_WHAT YOU ARE ASKED TO DO_
What is the number of lines in the entries that contain the word "Result"? Reply with that number only.

_EXTRACTED DATA_
####################

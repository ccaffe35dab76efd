//! Strongly-typed identifiers used across the domain.

use core::str::FromStr;
use serde::{Deserialize, Serialize};

use crate::error::DomainError;

/// Identifier of an employee (e.g. `"admin-001"`).
///
/// Employee ids are issued by the backing directory and are opaque to the
/// client; the only local rule is that they are never blank.
#[derive(Debug, Clone, PartialEq, Eq, Hash, PartialOrd, Ord, Serialize, Deserialize)]
#[serde(try_from = "String", into = "String")]
pub struct EmployeeId(String);

impl EmployeeId {
    pub fn new(value: impl Into<String>) -> Result<Self, DomainError> {
        let value = value.into();
        if value.trim().is_empty() {
            return Err(DomainError::invalid_id("EmployeeId: must not be blank"));
        }
        Ok(Self(value))
    }

    pub fn as_str(&self) -> &str {
        &self.0
    }
}

impl core::fmt::Display for EmployeeId {
    fn fmt(&self, f: &mut core::fmt::Formatter<'_>) -> core::fmt::Result {
        f.write_str(&self.0)
    }
}

impl FromStr for EmployeeId {
    type Err = DomainError;

    fn from_str(s: &str) -> Result<Self, Self::Err> {
        Self::new(s)
    }
}

impl TryFrom<String> for EmployeeId {
    type Error = DomainError;

    fn try_from(value: String) -> Result<Self, Self::Error> {
        Self::new(value)
    }
}

impl From<EmployeeId> for String {
    fn from(value: EmployeeId) -> Self {
        value.0
    }
}

impl AsRef<str> for EmployeeId {
    fn as_ref(&self) -> &str {
        &self.0
    }
}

####################

_ANSWER TO THE EXERCISE_
4